Logan flinched a little at that, but she didn't notice, lost as she was in the past. Not everyone had those bucolic childhood memories.

"But it wasn't the same, even though the things in the house were the same. School pictures lining the hallway. My bronzed baby shoes on the mantle, like always next to the shadowbox with my christening gown and booties knitted by Mama. Even—" her voice trembled, "Even the marks on the wall in the kitchen where Mama measured me every birthday until I ran away." She had tears in her eyes now. "I've grown half an inch," she added absently and he wondered if she'd written Marie or Rogue by the new line.

"Sounds like good memories." Painful to think on, maybe, but still good.

"Mama's different... Shinier. Freer." She took a deep breath and let it out slowly. "Daddy died a few years back."

That surprised him.
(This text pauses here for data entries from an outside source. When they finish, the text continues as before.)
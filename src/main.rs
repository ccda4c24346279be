use axum::{Router, Server, middleware::from_fn};
use diesel::{PgConnection, r2d2::{self, ConnectionManager as DbConnectionManager}};
use mentorship_backend::{AppState, db::DbPool, notifications};
use std::sync::Arc;
use tower_http::cors::{Any, CorsLayer};

#[tokio::main]
async fn main() {
    let config = mentorship_backend::config::Config::from_env()
        .expect("Failed to load configuration");
    mentorship_backend::init_tracing(&config);

    // Initialize database
    let manager = DbConnectionManager::<PgConnection>::new(&config.database_url);
    let db: DbPool = r2d2::Pool::builder()
        .max_size(config.database_max_connections)
        .min_idle(Some(config.database_min_connections))
        .build(manager)
        .expect("Failed to create database connection pool");

    // Notification dispatch: the engine publishes, the worker delivers.
    let (notifier, events) = notifications::notification_channel();
    notifications::spawn_dispatch_worker(events, Arc::new(notifications::LogChannel));

    let state = AppState::new(db, config.clone(), notifier);

    // CORS configuration
    let cors = CorsLayer::new()
        .allow_origin(Any)
        .allow_methods(Any)
        .allow_headers(Any);

    let app = Router::new()
        .merge(mentorship_backend::routes::create_router(state))
        .layer(cors)
        .layer(from_fn(mentorship_backend::middleware::logger::logger));

    let addr = config
        .server_address()
        .parse()
        .expect("Invalid server address");
    tracing::info!("Server running at http://{}", addr);
    Server::bind(&addr)
        .serve(app.into_make_service())
        .await
        .expect("Server failed");
}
He didn't offer up condolences, aware she'd had a rocky relationship with her bigoted, small-minded father even before she manifested, but he was surprised she hadn't told him that her dad had passed. "You never said."

"No, I didn't, did I?" Her head came up. "What did you expect?"
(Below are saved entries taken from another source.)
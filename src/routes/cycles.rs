use axum::{
    Json,
    extract::{Path, State},
    http::StatusCode,
    response::IntoResponse,
};
use serde::Deserialize;
use uuid::Uuid;
use validator::Validate;

use crate::{
    AppState,
    db::models::api::ApiResponse,
    error::AppError,
    services::CyclesService,
    validation::ValidatedJson,
};

#[derive(Deserialize, Validate)]
pub struct CreateCycleRequest {
    #[validate(length(min = 1, max = 255))]
    pub name: String,
    pub start_date: chrono::NaiveDate,
    pub end_date: chrono::NaiveDate,
    #[validate(range(min = 1))]
    pub max_mentorships: i32,
}

pub async fn create_cycle(
    State(state): State<AppState>,
    ValidatedJson(payload): ValidatedJson<CreateCycleRequest>,
) -> Result<impl IntoResponse, AppError> {
    let mut conn = state.db.get()?;
    let cycle = CyclesService::create(&mut conn, &payload)?;
    Ok((
        StatusCode::CREATED,
        Json(ApiResponse::created(cycle, "Cycle created successfully")),
    ))
}

pub async fn get_cycles(State(state): State<AppState>) -> Result<impl IntoResponse, AppError> {
    let mut conn = state.db.get()?;
    let cycles = CyclesService::list(&mut conn)?;
    Ok(Json(ApiResponse::success(
        cycles,
        "Cycles retrieved successfully",
    )))
}

pub async fn get_cycle_by_id(
    State(state): State<AppState>,
    Path(cycle_id): Path<Uuid>,
) -> Result<impl IntoResponse, AppError> {
    let mut conn = state.db.get()?;
    let cycle = CyclesService::get_by_id(&mut conn, cycle_id)?;
    Ok(Json(ApiResponse::success(
        cycle,
        "Cycle retrieved successfully",
    )))
}

/// UPCOMING -> ACTIVE plus the notification fan-out to interest holders.
pub async fn launch_cycle(
    State(state): State<AppState>,
    Path(cycle_id): Path<Uuid>,
) -> Result<impl IntoResponse, AppError> {
    let mut conn = state.db.get()?;
    let cycle = CyclesService::launch(&mut conn, &state.notifier, cycle_id)?;
    Ok(Json(ApiResponse::success(
        cycle,
        "Cycle launched successfully",
    )))
}

pub async fn complete_cycle(
    State(state): State<AppState>,
    Path(cycle_id): Path<Uuid>,
) -> Result<impl IntoResponse, AppError> {
    let mut conn = state.db.get()?;
    let cycle = CyclesService::complete(&mut conn, cycle_id)?;
    Ok(Json(ApiResponse::success(
        cycle,
        "Cycle completed successfully",
    )))
}

pub async fn delete_cycle(
    State(state): State<AppState>,
    Path(cycle_id): Path<Uuid>,
) -> Result<impl IntoResponse, AppError> {
    let mut conn = state.db.get()?;
    CyclesService::delete(&mut conn, cycle_id)?;
    Ok(Json(ApiResponse::<()>::ok("Cycle deleted successfully")))
}
use crate::error::AppError;

pub fn validate_min_score(min_score: i32) -> Result<(), AppError> {
    if !(0..=100).contains(&min_score) {
        return Err(AppError::validation(
            "Minimum match score must be within 0..=100",
        ));
    }
    Ok(())
}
"Maybe for you to tell me what's goin' on with you." When she snorted at that, he added, "The big shit, at least." For fuck's sake. She'd lost her father. Maybe that's where things began to change? She wouldn't be the first fatherless girl to wind up in a bad place.

"Oh sure. I'll just interrupt you mournin' the love of your life and cryin' into your sake to tell you my problems." He sucked in a sharp breath at that. That cold detachment was deliberately cruel. And the words painfully true.

"I didn't lose her. I killed her," he snarled.

"Bullshit. She killed herself. Selfish until the end. I heard about it from the others. Do you even know how many people she killed? Dozens? Hundreds? Even Charles—" Marie tripped over the name, her voice hitching. "He was the first person to ever accept all of her. He loved her even more than her parents and she tore him apart! She didn't give a shit who she hurt, as long as she got what she wanted in the end."

"Watch your fuckin' mouth."

She ignored him.

"She wanted to die because she couldn't live with what she was."

"Says the girl who shot herself up with the Cure for some boy." He was being shitty, but fuck. She pissed him off.

"That's not what I did and you know it!"

"Every touchable inch of me, inside and out. That's whatcha said about that Cajun, ain't it? I thought it was for the iceprick, but I guess you just meant a different boy."

"I did it for me."

He knew that all too well. Anything to make the pain stop. She didn't want to die. She wanted to live. Still, his blood was up and he didn't give her a goddamn inch.

"Whatever you needta tell yourself, kid."

Her eyes narrowed.

"So your beef is isn't with anything in the past — but that I didn't tell you? Christ, Logan! I'm not clairvoyant. It's not like I had any way of contacting you, even if I wanted to. You were just gone. If you missed out on my life while you were drinkin' and fuckin' your way across the world, that's on you."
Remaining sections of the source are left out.